Il soffitto era così basso che alcune donne dovettero chinarsi per evitare di sbattere la testa contro le travi di legno marce. Giunsero infine in un’ampia stanza a volta che un tempo doveva essere servita da cantina. Barili vuoti e rotti erano accatastati contro le pareti. Il pavimento era ricoperto da un sottile strato di acqua stagnante che emanava un odore di muffa e decomposizione.
Ritter se ne stava lì, al centro della stanza, illuminato da diverse lanterne appese a ganci arrugginiti. Accanto a lui c’erano quattro soldati, tutti armati di mazze. Il suo volto era impassibile, ma nei suoi occhi brillava un luccichio pericoloso che Lucien riconobbe immediatamente. Era la stessa espressione che aveva nelle notti più crudeli. Atto 4.
Il Giudizio delle Tenebre. Reiter annunciò con voce gelida di aver scoperto una cospirazione tra i prigionieri. Affermò che qualcuno stava nascondendo informazioni, mentendo, pianificando una fuga, organizzando una ribellione. Non era vero. Le donne lo sapevano. Anche Reiter lo sapeva. Ma la verità non importava. Aveva solo bisogno di un pretesto.
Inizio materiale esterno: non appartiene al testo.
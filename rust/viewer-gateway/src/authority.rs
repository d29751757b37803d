//! Authorization of dataset requests against an external authority.
//!
//! The authority is asked, for each request, whether the presented
//! credentials may read a dataset. It answers with a status code only; the
//! [AccessGate] turns that status into an [AuthDecision], and applies the
//! configured [UnreachablePolicy] when no decision could be obtained.

use anyhow::Result;
use http::{HeaderValue, StatusCode};
use reqwest::header::{AUTHORIZATION, COOKIE};
use std::time::Duration;
use url::Url;
use viewer_core::error::{ErrorCode, ErrorEnvelope};

/// The credentials a client presented, forwarded verbatim to the authority.
/// Values are kept as raw header bytes, which need not be visible ASCII.
#[derive(Debug, Clone, Default, PartialEq, Eq)]
pub struct Credentials {
    /// The value of the `Cookie` request header
    pub cookie: Option<HeaderValue>,
    /// The value of the `Authorization` request header
    pub authorization: Option<HeaderValue>,
}

impl Credentials {
    /// Credentials made of a cookie only
    pub fn cookie(cookie: HeaderValue) -> Self {
        Credentials {
            cookie: Some(cookie),
            authorization: None,
        }
    }

    /// Credentials made of an `Authorization` header only
    pub fn authorization(authorization: HeaderValue) -> Self {
        Credentials {
            cookie: None,
            authorization: Some(authorization),
        }
    }
}

/// The answer of an [AccessGate] for one dataset and one set of
/// [Credentials].
#[derive(Debug, Clone, PartialEq, Eq)]
pub enum AuthDecision {
    /// The request may proceed
    Allowed,
    /// The authority refused the request; the envelope is what the client
    /// must be answered
    Denied(ErrorEnvelope),
    /// No decision could be obtained (network failure, timeout or an
    /// unexpected answer)
    Unreachable(String),
}

/// What to do with a request when the authority is unreachable
#[derive(Debug, Clone, Copy, PartialEq, Eq, Default)]
pub enum UnreachablePolicy {
    /// Refuse the request
    #[default]
    FailClosed,
    /// Let the request proceed
    FailOpen,
}

/// Where the authority lives, and how long to wait for it
#[derive(Debug, Clone)]
pub struct AuthorityConfig {
    /// Base URL of the authority
    pub base_url: Url,
    /// Path appended to `base_url`; its `%s` slot receives the dataset
    pub path_template: String,
    /// Bound on the duration of one authorization request
    pub timeout: Duration,
}

#[derive(Clone)]
struct Authority {
    client: reqwest::Client,
    base_url: Url,
    path_template: String,
}

/// Checks that a client may access a dataset before any work is done on its
/// behalf. Clones share the same HTTP connection pool.
#[derive(Clone)]
pub struct AccessGate {
    authority: Option<Authority>,
    policy: UnreachablePolicy,
}

const UNAUTHENTICATED_MESSAGE: &str = "The dataset does not exist, or is not accessible without \
     authentication (private or gated). Please check the spelling of the dataset name or retry \
     with authentication.";
const UNAUTHORIZED_MESSAGE: &str = "The dataset does not exist, or is not accessible with the \
     current credentials (private or gated). Please check the spelling of the dataset name or \
     retry with other authentication credentials.";
const UNREACHABLE_MESSAGE: &str =
    "The server cannot verify access to the dataset right now. Please retry later.";

impl AccessGate {
    /// Create a gate asking the authority described by `config`
    pub fn new(config: &AuthorityConfig, policy: UnreachablePolicy) -> Result<Self> {
        let client = reqwest::Client::builder().timeout(config.timeout).build()?;
        Ok(AccessGate {
            authority: Some(Authority {
                client,
                base_url: config.base_url.clone(),
                path_template: config.path_template.clone(),
            }),
            policy,
        })
    }

    /// A gate that allows every request without asking anyone
    pub fn disabled() -> Self {
        AccessGate {
            authority: None,
            policy: UnreachablePolicy::default(),
        }
    }

    /// The URL the authority is asked about `dataset` at, if enabled
    pub fn authority_url(&self, dataset: &str) -> Option<Url> {
        let authority = self.authority.as_ref()?;
        let path = authority.path_template.replacen("%s", dataset, 1);
        let mut url = authority.base_url.clone();
        url.set_path(&format!(
            "{}{}",
            authority.base_url.path().trim_end_matches('/'),
            path
        ));
        Some(url)
    }

    /// Ask the authority whether `credentials` may access `dataset`.
    ///
    /// Exactly one request is sent, without retries.
    pub async fn authorize(&self, dataset: &str, credentials: &Credentials) -> AuthDecision {
        let (Some(authority), Some(url)) = (&self.authority, self.authority_url(dataset)) else {
            return AuthDecision::Allowed;
        };

        let mut request = authority.client.get(url);
        // The client speaks another `http` major, so values cross as bytes
        if let Some(cookie) = &credentials.cookie {
            request = request.header(COOKIE, cookie.as_bytes());
        }
        if let Some(authorization) = &credentials.authorization {
            request = request.header(AUTHORIZATION, authorization.as_bytes());
        }

        let status = match request.send().await {
            Ok(response) => response.status().as_u16(),
            Err(error) => {
                let cause = format!("The authority could not be reached: {error}");
                warn!("Cannot authorize access to {}: {}", dataset, cause);
                return AuthDecision::Unreachable(cause);
            }
        };

        let decision = match status {
            200 => AuthDecision::Allowed,
            401 => AuthDecision::Denied(ErrorEnvelope::new(
                UNAUTHENTICATED_MESSAGE,
                StatusCode::UNAUTHORIZED,
                ErrorCode::ExternalUnauthenticatedError,
            )),
            403 | 404 => AuthDecision::Denied(ErrorEnvelope::new(
                UNAUTHORIZED_MESSAGE,
                StatusCode::NOT_FOUND,
                ErrorCode::ExternalAuthenticatedError,
            )),
            other => AuthDecision::Unreachable(format!(
                "The authority answered with an unexpected status code: {other}"
            )),
        };

        match &decision {
            AuthDecision::Allowed => debug!("Access to {} is allowed", dataset),
            AuthDecision::Denied(envelope) => {
                info!("Access to {} is denied ({})", dataset, envelope.code())
            }
            AuthDecision::Unreachable(cause) => {
                warn!("Cannot authorize access to {}: {}", dataset, cause)
            }
        }

        decision
    }

    /// Authorize the request, applying the configured [UnreachablePolicy]
    /// when no decision could be obtained
    pub async fn check(
        &self,
        dataset: &str,
        credentials: &Credentials,
    ) -> Result<(), ErrorEnvelope> {
        match self.authorize(dataset, credentials).await {
            AuthDecision::Allowed => Ok(()),
            AuthDecision::Denied(envelope) => Err(envelope),
            AuthDecision::Unreachable(cause) => match self.policy {
                UnreachablePolicy::FailOpen => {
                    warn!("Letting the request for {} through unauthorized", dataset);
                    Ok(())
                }
                UnreachablePolicy::FailClosed => Err(ErrorEnvelope::new(
                    UNREACHABLE_MESSAGE,
                    StatusCode::INTERNAL_SERVER_ERROR,
                    ErrorCode::AuthorityUnreachableError,
                )
                .with_cause(cause)),
            },
        }
    }
}
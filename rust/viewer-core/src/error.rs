//! The error envelope shared by job runners, the access gate and the public
//! API. A failure is described once, by value, and then either persisted in
//! the response cache or rendered as an HTTP response.
use http::StatusCode;
use serde::{Deserialize, Serialize};
use serde_json::{json, Value};
use std::fmt::Display;
use strum_macros::{AsRefStr, Display as StrumDisplay, EnumString};
use thiserror::Error;

/// The machine-readable tag attached to every failure. It is rendered
/// verbatim in the `X-Error-Code` response header, so the variant names are
/// part of the public API and must not change.
#[derive(
    Debug,
    Clone,
    Copy,
    PartialEq,
    Eq,
    Hash,
    Serialize,
    Deserialize,
    StrumDisplay,
    EnumString,
    AsRefStr,
)]
pub enum ErrorCode {
    /// A request parameter is missing, empty, or names an unknown endpoint
    ValidationError,
    /// The authority refused an anonymous (or cookie-only) request
    ExternalUnauthenticatedError,
    /// The authority refused the presented credentials, or the dataset does
    /// not exist
    ExternalAuthenticatedError,
    /// The authority could not be reached or did not answer in time
    AuthorityUnreachableError,
    /// The external data source reports that the dataset has no content
    EmptyDatasetError,
    /// Any other failure while computing a job
    ComputationError,
    /// A worker stopped while running the job
    JobRunnerCrashedError,
    /// No fresh cached response exists yet; a job has been scheduled
    ResponseNotReady,
    /// An infrastructure failure unrelated to the request
    UnexpectedError,
}

/// An immutable description of a failure: an HTTP-like status, a stable
/// [ErrorCode], a human-readable message, and optionally the underlying
/// cause.
///
/// The cause is always kept (it is logged and persisted), but it is only
/// rendered to callers when `disclose_cause` is set.
#[derive(Error, Debug, Clone, PartialEq, Eq, Serialize, Deserialize)]
#[error("{message}")]
pub struct ErrorEnvelope {
    message: String,
    status: u16,
    code: ErrorCode,
    cause: Option<String>,
    disclose_cause: bool,
}

impl ErrorEnvelope {
    /// Create an envelope with no cause attached
    pub fn new<M: Into<String>>(message: M, status: StatusCode, code: ErrorCode) -> Self {
        ErrorEnvelope {
            message: message.into(),
            status: status.as_u16(),
            code,
            cause: None,
            disclose_cause: false,
        }
    }

    /// A 422 [ErrorCode::ValidationError]
    pub fn validation<M: Into<String>>(message: M) -> Self {
        Self::new(
            message,
            StatusCode::UNPROCESSABLE_ENTITY,
            ErrorCode::ValidationError,
        )
    }

    /// A 500 [ErrorCode::UnexpectedError]; the cause is never disclosed
    pub fn unexpected<E: Display>(cause: E) -> Self {
        Self::new(
            "Unexpected error.",
            StatusCode::INTERNAL_SERVER_ERROR,
            ErrorCode::UnexpectedError,
        )
        .with_cause(cause)
    }

    /// Attach the underlying cause. Error chains (e.g. [anyhow::Error]) are
    /// flattened into a single line.
    pub fn with_cause<E: Display>(mut self, cause: E) -> Self {
        self.cause = Some(format!("{cause:#}"));
        self
    }

    /// Mark the cause as safe to show to callers
    pub fn disclosed(mut self) -> Self {
        self.disclose_cause = true;
        self
    }

    /// The caller-facing message
    pub fn message(&self) -> &str {
        &self.message
    }

    /// The HTTP-like status of this failure
    pub fn status(&self) -> StatusCode {
        StatusCode::from_u16(self.status).unwrap_or(StatusCode::INTERNAL_SERVER_ERROR)
    }

    /// The machine-readable tag of this failure
    pub fn code(&self) -> ErrorCode {
        self.code
    }

    /// The underlying cause, whether or not it may be disclosed
    pub fn cause(&self) -> Option<&str> {
        self.cause.as_deref()
    }

    /// Whether [ErrorEnvelope::cause] may be shown to callers
    pub fn discloses_cause(&self) -> bool {
        self.disclose_cause
    }

    /// The JSON body rendered to callers: the message, plus the cause only
    /// when it is disclosed
    pub fn to_body(&self) -> Value {
        match (&self.cause, self.disclose_cause) {
            (Some(cause), true) => json!({ "error": self.message, "cause": cause }),
            _ => json!({ "error": self.message }),
        }
    }
}

#[cfg(test)]
mod tests {
    use super::*;
    use anyhow::anyhow;
    use std::str::FromStr;

    #[test]
    fn it_hides_the_cause_unless_disclosed() {
        let hidden = ErrorEnvelope::new(
            "Cannot compute.",
            StatusCode::INTERNAL_SERVER_ERROR,
            ErrorCode::ComputationError,
        )
        .with_cause(anyhow!("secret detail"));

        assert_eq!(hidden.cause(), Some("secret detail"));
        assert_eq!(hidden.to_body(), json!({ "error": "Cannot compute." }));

        let disclosed = hidden.disclosed();
        assert_eq!(
            disclosed.to_body(),
            json!({ "error": "Cannot compute.", "cause": "secret detail" })
        );
    }

    #[test]
    fn it_flattens_error_chains_into_the_cause() {
        let error = anyhow!("connection refused").context("request failed");
        let envelope = ErrorEnvelope::unexpected(error);

        assert_eq!(envelope.cause(), Some("request failed: connection refused"));
        assert!(!envelope.discloses_cause());
        assert_eq!(envelope.status(), StatusCode::INTERNAL_SERVER_ERROR);
    }

    #[test]
    fn it_renders_error_codes_by_variant_name() {
        assert_eq!(
            ErrorCode::ExternalAuthenticatedError.to_string(),
            "ExternalAuthenticatedError"
        );
        assert_eq!(
            ErrorCode::from_str("EmptyDatasetError").ok(),
            Some(ErrorCode::EmptyDatasetError)
        );
        assert_eq!(
            serde_json::to_value(ErrorCode::ValidationError).ok(),
            Some(json!("ValidationError"))
        );
    }

    #[test]
    fn it_builds_validation_errors_as_unprocessable() {
        let envelope = ErrorEnvelope::validation("Parameter 'dataset' is required");

        assert_eq!(envelope.status(), StatusCode::UNPROCESSABLE_ENTITY);
        assert_eq!(envelope.code(), ErrorCode::ValidationError);
        assert_eq!(envelope.to_string(), "Parameter 'dataset' is required");
    }
}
Ordinò a tutte le donne di inginocchiarsi in fila sul pavimento ghiacciato e umido proveniente dalla cantina. L’acqua gelida inzuppò immediatamente i loro vestiti già sottili. Alcune tremavano in modo incontrollabile, tanto per il freddo quanto per il terrore. Poi Ritter iniziò a camminare lentamente tra di loro, portando una lanterna.
La luce illuminava il volto di una sola donna alla volta. Il resto della stanza rimaneva immerso in un’oscurità totale e opprimente. Si fermava davanti a ciascuna prigioniera, alzava la lanterna per illuminarle brutalmente il viso, la fissava intensamente negli occhi per lunghi secondi che sembravano durare un’eternità, poi poneva la stessa domanda, sempre con quella stessa voce terribilmente calma.
«Mi stai mentendo?» La risposta non importava. Alcune donne risposero di no con voce tremante, altre rimasero in silenzio, paralizzate dalla paura. Altre ancora cercarono di implorare, di giurare di non aver fatto nulla di male. Tutte ricevettero lo stesso trattamento. Un violento colpo alla testa con la lanterna di metallo. Il tonfo sordo dell’impatto echeggiò nella stanza a volta.
Poi i soldati trascinarono la donna in un angolo della stanza e la picchiarono metodicamente con i manganelli. I colpi la colpirono sulla schiena, sulle costole, sulle gambe. Non abbastanza da ucciderla sul colpo, solo quanto bastava per infliggerle un dolore insopportabile. Lucienne scrisse: “Non era un interrogatorio, era puro sadismo”. Voleva vederci soffrire. Voleva vederci implorare.